WORK TO COMPLETE:
Go over the entries below line by line, copying each one that contains the word "matches".

DATASET CONTENT:
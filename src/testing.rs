//! Test doubles for the host facilities the field depends on.

use std::{cell::Cell, rc::Rc};

use egui::Color32;
use glam::Vec2;

use crate::{
    clock::{Clock, FrameScheduler},
    render::Canvas,
};

/// Clock advanced by hand; clones share the same time.
#[derive(Clone)]
pub struct ManualClock {
    now: Rc<Cell<f64>>,
}

impl ManualClock {
    pub fn new(start_ms: f64) -> Self {
        Self {
            now: Rc::new(Cell::new(start_ms)),
        }
    }

    pub fn advance(&self, ms: f64) {
        self.now.set(self.now.get() + ms);
    }

    pub fn set(&self, ms: f64) {
        self.now.set(ms);
    }
}

impl Clock for ManualClock {
    fn now_ms(&self) -> f64 {
        self.now.get()
    }
}

#[derive(Clone, Default)]
pub struct CountingScheduler {
    pub scheduled: Rc<Cell<usize>>,
    pub cancelled: Rc<Cell<bool>>,
}

impl FrameScheduler for CountingScheduler {
    fn schedule(&mut self) {
        self.scheduled.set(self.scheduled.get() + 1);
    }

    fn cancel(&mut self) {
        self.cancelled.set(true);
    }
}

#[derive(Clone, Debug, PartialEq)]
pub enum DrawCall {
    Resize(u32, u32),
    Clear(f32, f32),
    Circle {
        center: Vec2,
        radius: f32,
        color: Color32,
    },
    Line {
        from: Vec2,
        to: Vec2,
        from_color: Color32,
        to_color: Color32,
        width: f32,
    },
    Glow {
        center: Vec2,
        radius: f32,
    },
}

#[derive(Default)]
pub struct RecordingCanvas {
    pub calls: Vec<DrawCall>,
}

impl RecordingCanvas {
    pub fn circles(&self) -> usize {
        self.calls
            .iter()
            .filter(|c| matches!(c, DrawCall::Circle { .. }))
            .count()
    }

    pub fn lines_to(&self, target: Vec2) -> usize {
        self.calls
            .iter()
            .filter(|c| matches!(c, DrawCall::Line { to, .. } if *to == target))
            .count()
    }

    pub fn glows(&self) -> usize {
        self.calls
            .iter()
            .filter(|c| matches!(c, DrawCall::Glow { .. }))
            .count()
    }
}

impl Canvas for RecordingCanvas {
    fn resize(&mut self, width: u32, height: u32) {
        self.calls.push(DrawCall::Resize(width, height));
    }

    fn clear(&mut self, width: f32, height: f32) {
        self.calls.push(DrawCall::Clear(width, height));
    }

    fn fill_circle(&mut self, center: Vec2, radius: f32, color: Color32) {
        self.calls.push(DrawCall::Circle {
            center,
            radius,
            color,
        });
    }

    fn stroke_gradient(
        &mut self,
        from: Vec2,
        to: Vec2,
        from_color: Color32,
        to_color: Color32,
        width: f32,
    ) {
        self.calls.push(DrawCall::Line {
            from,
            to,
            from_color,
            to_color,
            width,
        });
    }

    fn fill_radial_glow(&mut self, center: Vec2, radius: f32, _inner: Color32, _outer: Color32) {
        self.calls.push(DrawCall::Glow { center, radius });
    }
}
use std::collections::HashMap;

use glam::Vec2;

use crate::particle::Particle;

pub type Cell = (i32, i32);

/// Uniform grid bucketing particle indices by cell.
///
/// The grid is a derived cache: it is rebuilt from scratch every frame and
/// never holds empty buckets.
#[derive(Debug, Default)]
pub struct SpatialGrid {
    cell_size: f32,
    cells: HashMap<Cell, Vec<usize>>,
}

impl SpatialGrid {
    pub fn new(cell_size: f32) -> Self {
        Self {
            cell_size,
            cells: HashMap::new(),
        }
    }

    pub fn cell_size(&self) -> f32 {
        self.cell_size
    }

    pub fn set_cell_size(&mut self, cell_size: f32) {
        self.cell_size = cell_size;
        self.cells.clear();
    }

    pub fn cell_of(&self, position: Vec2) -> Cell {
        (
            (position.x / self.cell_size).floor() as i32,
            (position.y / self.cell_size).floor() as i32,
        )
    }

    pub fn rebuild(&mut self, particles: &mut [Particle]) {
        self.cells.clear();

        for (i, particle) in particles.iter_mut().enumerate() {
            let cell = self.cell_of(particle.position);
            particle.cell = Some(cell);
            self.cells.entry(cell).or_default().push(i);
        }
    }

    pub fn bucket(&self, cell: Cell) -> &[usize] {
        self.cells.get(&cell).map(Vec::as_slice).unwrap_or(&[])
    }

    /// Indices in the 3x3 block of cells centred on `cell`
    pub fn neighbors(&self, cell: Cell) -> impl Iterator<Item = usize> + '_ {
        let (cx, cy) = cell;
        (-1..=1)
            .flat_map(move |dx| (-1..=1).map(move |dy| (cx + dx, cy + dy)))
            .flat_map(move |c| self.bucket(c).iter().copied())
    }

    #[cfg(test)]
    pub fn bucket_count(&self) -> usize {
        self.cells.len()
    }

    #[cfg(test)]
    pub fn len(&self) -> usize {
        self.cells.values().map(Vec::len).sum()
    }
}
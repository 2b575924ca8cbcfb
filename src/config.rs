use egui::Color32;

/// Viewport widths at or below this are treated as a phone-sized display
pub const MOBILE_MAX_WIDTH: f32 = 640.0;

#[derive(Clone, Copy, Debug, PartialEq, Eq, clap::ValueEnum)]
pub enum Theme {
    Light,
    Dark,
}

impl Theme {
    pub fn toggled(self) -> Self {
        match self {
            Theme::Light => Theme::Dark,
            Theme::Dark => Theme::Light,
        }
    }
}

#[derive(Clone, Copy, Debug, PartialEq, Eq)]
pub enum DeviceClass {
    Desktop,
    Mobile,
}

impl DeviceClass {
    pub fn for_viewport_width(width: f32) -> Self {
        if width <= MOBILE_MAX_WIDTH {
            DeviceClass::Mobile
        } else {
            DeviceClass::Desktop
        }
    }
}

/// Constants that depend on the class of device the field runs on
#[derive(Clone, Copy, Debug, PartialEq)]
pub struct DeviceSettings {
    pub connection_distance: f32,
    pub pointer_connection_distance: f32,
    pub glow_radius: f32,
    pub cell_size: f32,
    /// Viewport area (in square units) per particle
    pub density_factor: f32,
    pub max_particles: usize,
    pub speed: f32,
    pub min_radius: f32,
    pub radius_span: f32,
}

impl DeviceSettings {
    pub fn for_class(class: DeviceClass) -> Self {
        match class {
            DeviceClass::Desktop => Self {
                connection_distance: 150.0,
                pointer_connection_distance: 350.0,
                glow_radius: 60.0,
                cell_size: 150.0,
                density_factor: 12000.0,
                max_particles: 120,
                speed: 0.3,
                min_radius: 1.0,
                radius_span: 2.0,
            },
            DeviceClass::Mobile => Self {
                connection_distance: 100.0,
                pointer_connection_distance: 250.0,
                glow_radius: 40.0,
                cell_size: 100.0,
                density_factor: 15000.0,
                max_particles: 80,
                speed: 0.2,
                min_radius: 1.0,
                radius_span: 1.5,
            },
        }
    }

    pub fn with_overrides(mut self, overrides: &Overrides) -> Self {
        if let Some(max_particles) = overrides.max_particles {
            self.max_particles = max_particles;
        }
        if let Some(density_factor) = overrides.density_factor {
            self.density_factor = density_factor;
        }
        self
    }
}

/// Values supplied on the command line that replace the device defaults
#[derive(Clone, Copy, Debug, Default, PartialEq)]
pub struct Overrides {
    pub max_particles: Option<usize>,
    pub density_factor: Option<f32>,
}

#[derive(Clone, Debug, PartialEq)]
pub struct ThemePalette {
    pub particle_colors: [Color32; 3],
    pub pointer_color: Color32,
    pub glow_start: Color32,
    pub glow_end: Color32,
    pub line_opacity_multiplier: f32,
    pub background: Color32,
}

impl ThemePalette {
    pub fn for_theme(theme: Theme) -> Self {
        let pointer_color = rgba(239, 68, 68, 0.8);
        let glow_start = rgba(239, 68, 68, 0.3);

        match theme {
            Theme::Dark => Self {
                particle_colors: [
                    rgba(99, 113, 241, 0.8),
                    rgba(79, 79, 229, 0.8),
                    rgba(147, 197, 253, 0.8),
                ],
                pointer_color,
                glow_start,
                glow_end: Color32::TRANSPARENT,
                line_opacity_multiplier: 1.0,
                background: Color32::from_rgb(9, 9, 20),
            },
            Theme::Light => Self {
                particle_colors: [
                    rgba(79, 70, 229, 0.6),
                    rgba(102, 126, 234, 0.6),
                    rgba(165, 180, 252, 0.6),
                ],
                pointer_color,
                glow_start,
                glow_end: Color32::from_rgba_unmultiplied(255, 255, 255, 0),
                line_opacity_multiplier: 0.8,
                background: Color32::from_rgb(248, 250, 252),
            },
        }
    }
}

fn rgba(r: u8, g: u8, b: u8, alpha: f32) -> Color32 {
    Color32::from_rgba_unmultiplied(r, g, b, (alpha * 255.0).round() as u8)
}

/// Everything the field reads from its environment, resolved in one place
#[derive(Clone, Debug, PartialEq)]
pub struct FieldConfig {
    pub theme: Theme,
    pub device_class: DeviceClass,
    pub device: DeviceSettings,
    pub palette: ThemePalette,
}

impl FieldConfig {
    pub fn resolve(theme: Theme, device_class: DeviceClass, overrides: &Overrides) -> Self {
        Self {
            theme,
            device_class,
            device: DeviceSettings::for_class(device_class).with_overrides(overrides),
            palette: ThemePalette::for_theme(theme),
        }
    }
}

#[cfg(test)]
mod tests {
    use super::*;

    #[test]
    fn test_device_class_breakpoint() {
        assert_eq!(DeviceClass::for_viewport_width(375.0), DeviceClass::Mobile);
        assert_eq!(DeviceClass::for_viewport_width(640.0), DeviceClass::Mobile);
        assert_eq!(DeviceClass::for_viewport_width(641.0), DeviceClass::Desktop);
    }

    #[test]
    fn test_overrides_replace_defaults() {
        let overrides = Overrides {
            max_particles: Some(500),
            density_factor: None,
        };
        let config = FieldConfig::resolve(Theme::Dark, DeviceClass::Mobile, &overrides);

        assert_eq!(config.device.max_particles, 500);
        assert_eq!(config.device.density_factor, 15000.0);
        assert_eq!(config.device.connection_distance, 100.0);
    }

    #[test]
    fn test_theme_palettes_differ() {
        let light = ThemePalette::for_theme(Theme::Light);
        let dark = ThemePalette::for_theme(Theme::Dark);

        assert_eq!(light.line_opacity_multiplier, 0.8);
        assert_eq!(dark.line_opacity_multiplier, 1.0);
        assert_ne!(light.particle_colors, dark.particle_colors);
        assert_eq!(light.pointer_color, dark.pointer_color);
        assert_eq!(Theme::Light.toggled(), Theme::Dark);
    }
}
use egui::Color32;
use glam::Vec2;
use rand::{seq::SliceRandom, Rng};

use crate::config::{DeviceSettings, ThemePalette};

#[derive(Clone, Copy, Debug, PartialEq)]
pub struct Particle {
    pub position: Vec2,
    /// Units per 16.67ms frame
    pub velocity: Vec2,
    pub radius: f32,
    pub color: Color32,
    /// Grid cell assigned by the last grid rebuild
    pub cell: Option<(i32, i32)>,
}

pub fn particle_count(width: f32, height: f32, settings: &DeviceSettings) -> usize {
    if width <= 0.0 || height <= 0.0 || settings.density_factor <= 0.0 {
        return 0;
    }

    let count = (width as f64 * height as f64 / settings.density_factor as f64).floor() as usize;
    count.min(settings.max_particles)
}

pub fn generate_particles<R: Rng>(
    width: f32,
    height: f32,
    settings: &DeviceSettings,
    palette: &ThemePalette,
    rng: &mut R,
) -> Vec<Particle> {
    let count = particle_count(width, height, settings);
    let half_speed = settings.speed / 2.0;

    (0..count)
        .map(|_| {
            let position = Vec2::new(rng.gen_range(0.0..width), rng.gen_range(0.0..height));
            let velocity = if half_speed > 0.0 {
                Vec2::new(
                    rng.gen_range(-half_speed..half_speed),
                    rng.gen_range(-half_speed..half_speed),
                )
            } else {
                Vec2::ZERO
            };

            Particle {
                position,
                velocity,
                radius: settings.min_radius + rng.gen::<f32>() * settings.radius_span,
                color: *palette
                    .particle_colors
                    .choose(rng)
                    .unwrap_or(&Color32::WHITE),
                cell: None,
            }
        })
        .collect()
}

ANSWER TO THIS EXERCISE:
            .filter(|c| matches!(c, DrawCall::Circle { .. }))
            .filter(|c| matches!(c, DrawCall::Line { to, .. } if *to == target))
            .filter(|c| matches!(c, DrawCall::Glow { .. }))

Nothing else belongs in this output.